Exercise requirements: Copy each line below in which the word "Audiences" occurs.

Provided data:
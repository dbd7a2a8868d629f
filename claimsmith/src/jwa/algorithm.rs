use std::{fmt, str::FromStr};

use serde::{Deserialize, Serialize};

use crate::error;

/// RSA public/private key signing algorithms
///
/// Any other name, including the HMAC and elliptic curve families, is
/// rejected with [`UnknownAlgorithm`][error::UnknownAlgorithm].
#[derive(Clone, Copy, Debug, Default, Hash, PartialEq, Eq, Serialize, Deserialize)]
#[serde(rename_all = "UPPERCASE")]
#[allow(clippy::upper_case_acronyms)]
pub enum Algorithm {
    /// RSA PKCS#1 v1.5 using SHA-256
    #[default]
    RS256,
    /// RSA PKCS#1 v1.5 using SHA-384
    RS384,
    /// RSA PKCS#1 v1.5 using SHA-512
    RS512,
}

impl Algorithm {
    /// The registered name of the algorithm, as carried in the `alg` header
    #[must_use]
    pub const fn name(self) -> &'static str {
        match self {
            Self::RS256 => "RS256",
            Self::RS384 => "RS384",
            Self::RS512 => "RS512",
        }
    }

    pub(crate) fn verification_params(self) -> &'static ring::signature::RsaParameters {
        match self {
            Self::RS256 => &ring::signature::RSA_PKCS1_2048_8192_SHA256,
            Self::RS384 => &ring::signature::RSA_PKCS1_2048_8192_SHA384,
            Self::RS512 => &ring::signature::RSA_PKCS1_2048_8192_SHA512,
        }
    }

    pub(crate) fn signing_params(self) -> &'static dyn ring::signature::RsaEncoding {
        match self {
            Self::RS256 => &ring::signature::RSA_PKCS1_SHA256,
            Self::RS384 => &ring::signature::RSA_PKCS1_SHA384,
            Self::RS512 => &ring::signature::RSA_PKCS1_SHA512,
        }
    }
}

impl fmt::Display for Algorithm {
    fn fmt(&self, f: &mut fmt::Formatter) -> fmt::Result {
        f.write_str(self.name())
    }
}

impl TryFrom<&'_ str> for Algorithm {
    type Error = error::UnknownAlgorithm;

    #[inline]
    fn try_from(value: &'_ str) -> Result<Self, Self::Error> {
        match value {
            "RS256" => Ok(Self::RS256),
            "RS384" => Ok(Self::RS384),
            "RS512" => Ok(Self::RS512),
            _ => Err(error::unknown_algorithm(value.to_string())),
        }
    }
}

impl TryFrom<String> for Algorithm {
    type Error = error::UnknownAlgorithm;

    fn try_from(value: String) -> Result<Self, Self::Error> {
        Self::try_from(value.as_str())
    }
}

impl FromStr for Algorithm {
    type Err = error::UnknownAlgorithm;

    fn from_str(s: &str) -> Result<Self, Self::Err> {
        Self::try_from(s)
    }
}
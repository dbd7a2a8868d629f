//! The normalized, codec-ready set of claims carried by a token

use std::collections::HashMap;

use serde::{Deserialize, Serialize};
use serde_json::{Map, Number, Value};

use crate::{
    claim::{self, Claim, ClaimType, ClaimValue},
    clock::Timestamp,
    error,
    jwt::{Audience, AudienceRef, Audiences, Issuer, IssuerRef, Subject, SubjectRef},
};

/// Registered claims stored individually, plus an open map of extensions
///
/// Built from an ordered list of claims by [`ClaimSet::from_claims()`]. When a
/// key repeats, the last occurrence wins, except for `aud`, where repeated
/// claims accumulate in order.
#[derive(Clone, Debug, Default, PartialEq, Serialize, Deserialize)]
#[must_use]
pub struct ClaimSet {
    #[serde(default, skip_serializing_if = "Option::is_none")]
    iss: Option<Issuer>,
    #[serde(default, skip_serializing_if = "Option::is_none")]
    sub: Option<Subject>,
    #[serde(default, skip_serializing_if = "Audiences::is_empty")]
    aud: Audiences,
    #[serde(default, skip_serializing_if = "Option::is_none")]
    exp: Option<Timestamp>,
    #[serde(default, skip_serializing_if = "Option::is_none")]
    nbf: Option<Timestamp>,
    #[serde(default, skip_serializing_if = "Option::is_none")]
    iat: Option<Timestamp>,
    #[serde(default, skip_serializing_if = "Option::is_none")]
    jti: Option<String>,
    #[serde(flatten)]
    extensions: Map<String, Value>,
}

impl ClaimSet {
    /// Builds a claim set from an ordered sequence of claims
    ///
    /// Registered claims must carry the type their field requires: strings
    /// for `iss`, `sub`, `aud` and `jti`, times for `exp`, `nbf` and `iat`.
    /// Empty strings leave `iss`, `sub` and `jti` unset. If no `jti` results,
    /// a random UUID is assigned.
    ///
    /// # Errors
    ///
    /// Returns an error on the first claim that cannot be placed. No partial
    /// claim set is produced.
    pub fn from_claims<I>(claims: I) -> Result<Self, error::ClaimRejected>
    where
        I: IntoIterator<Item = Claim>,
    {
        let mut set = Self::default();

        for c in claims {
            set.apply(c)?;
        }

        if set.jti.is_none() {
            let id = uuid::Uuid::new_v4().to_string();
            tracing::trace!(jti = %id, "assigned generated token id");
            set.jti = Some(id);
        }

        Ok(set)
    }

    fn apply(&mut self, c: Claim) -> Result<(), error::ClaimRejected> {
        match claim::registered_name(c.key()) {
            Some(claim::ISSUER) => self.iss = non_empty(claim::ISSUER, c)?.map(Issuer::from),
            Some(claim::SUBJECT) => self.sub = non_empty(claim::SUBJECT, c)?.map(Subject::from),
            Some(claim::ID) => self.jti = non_empty(claim::ID, c)?,
            Some(claim::AUDIENCE) => {
                let aud = required_string(claim::AUDIENCE, c)?;
                self.aud.push(Audience::from(aud));
            }
            Some(claim::EXPIRES) => self.exp = Some(required_time(claim::EXPIRES, &c)?),
            Some(claim::NOT_BEFORE) => self.nbf = Some(required_time(claim::NOT_BEFORE, &c)?),
            Some(claim::ISSUED) => self.iat = Some(required_time(claim::ISSUED, &c)?),
            _ => {
                let (key, value) = c.into_parts();
                let json = extension_value(&key, value)?;
                self.extensions.insert(key, json);
            }
        }

        Ok(())
    }

    /// The `iss` claim
    #[must_use]
    pub fn issuer(&self) -> Option<&IssuerRef> {
        self.iss.as_deref()
    }

    /// The `sub` claim
    #[must_use]
    pub fn subject(&self) -> Option<&SubjectRef> {
        self.sub.as_deref()
    }

    /// The `aud` claim, in the order supplied
    pub fn audiences(&self) -> &Audiences {
        &self.aud
    }

    /// The `exp` claim
    #[must_use]
    pub fn expires(&self) -> Option<Timestamp> {
        self.exp
    }

    /// The `nbf` claim
    #[must_use]
    pub fn not_before(&self) -> Option<Timestamp> {
        self.nbf
    }

    /// The `iat` claim
    #[must_use]
    pub fn issued(&self) -> Option<Timestamp> {
        self.iat
    }

    /// The `jti` claim
    #[must_use]
    pub fn id(&self) -> Option<&str> {
        self.jti.as_deref()
    }

    /// Claims outside of the registered set, keyed as supplied
    #[must_use]
    pub fn extensions(&self) -> &Map<String, Value> {
        &self.extensions
    }

    /// A single extension claim
    #[must_use]
    pub fn extension(&self, key: &str) -> Option<&Value> {
        self.extensions.get(key)
    }

    /// Whether `now` lies within the `nbf`/`exp` window
    ///
    /// Both bounds are inclusive. A missing bound imposes no constraint.
    #[must_use]
    pub fn is_valid_at(&self, now: Timestamp) -> bool {
        self.nbf.map_or(true, |nbf| nbf <= now) && self.exp.map_or(true, |exp| now <= exp)
    }

    /// Projects the claim set back into claims, grouped by key
    ///
    /// Registered claims are keyed by their canonical name, with one claim
    /// per audience under `aud`. Extension values come back with the closest
    /// concrete type, so numbers and times both surface as floats.
    #[must_use]
    pub fn to_claim_map(&self) -> HashMap<String, Vec<Claim>> {
        let mut map: HashMap<String, Vec<Claim>> = HashMap::new();

        let mut put = |c: Claim| map.entry(c.key().to_owned()).or_default().push(c);

        if let Some(iss) = &self.iss {
            put(Claim::string(claim::ISSUER, iss.as_str()));
        }
        if let Some(sub) = &self.sub {
            put(Claim::string(claim::SUBJECT, sub.as_str()));
        }
        for aud in self.aud.iter() {
            put(Claim::string(claim::AUDIENCE, aud.as_str()));
        }
        if let Some(exp) = self.exp {
            put(Claim::time(claim::EXPIRES, exp));
        }
        if let Some(nbf) = self.nbf {
            put(Claim::time(claim::NOT_BEFORE, nbf));
        }
        if let Some(iat) = self.iat {
            put(Claim::time(claim::ISSUED, iat));
        }
        if let Some(jti) = &self.jti {
            put(Claim::string(claim::ID, jti.as_str()));
        }

        for (k, v) in &self.extensions {
            put(Claim::any(k.as_str(), v.clone()));
        }

        map
    }
}

fn required_string(field: &'static str, c: Claim) -> Result<String, error::ClaimRejected> {
    match c.into_parts().1 {
        ClaimValue::String(s) => Ok(s),
        other => Err(error::invalid_registered_type(
            field,
            ClaimType::String,
            other.claim_type(),
        )),
    }
}

fn non_empty(field: &'static str, c: Claim) -> Result<Option<String>, error::ClaimRejected> {
    required_string(field, c).map(|s| Some(s).filter(|s| !s.is_empty()))
}

fn required_time(field: &'static str, c: &Claim) -> Result<Timestamp, error::ClaimRejected> {
    match c.value() {
        ClaimValue::Time(t) => Ok(*t),
        other => Err(error::invalid_registered_type(
            field,
            ClaimType::Time,
            other.claim_type(),
        )),
    }
}

fn extension_value(key: &str, value: ClaimValue) -> Result<Value, error::ClaimRejected> {
    let json = match value {
        ClaimValue::String(s) => Value::String(s),
        ClaimValue::Bool(b) => Value::Bool(b),
        ClaimValue::Float(n) => finite(key, n)?,
        ClaimValue::Time(t) => finite(key, t.as_unix_secs_f64())?,
        ClaimValue::Reflect(v) => v,
    };

    Ok(json)
}

fn finite(key: &str, n: f64) -> Result<Value, error::ClaimRejected> {
    Number::from_f64(n)
        .map(Value::Number)
        .ok_or_else(|| error::non_finite_number(key))
}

Result for this exercise:
    jwt::{Audience, AudienceRef, Audiences, Issuer, IssuerRef, Subject, SubjectRef},
    #[serde(default, skip_serializing_if = "Audiences::is_empty")]
    aud: Audiences,
    pub fn audiences(&self) -> &Audiences {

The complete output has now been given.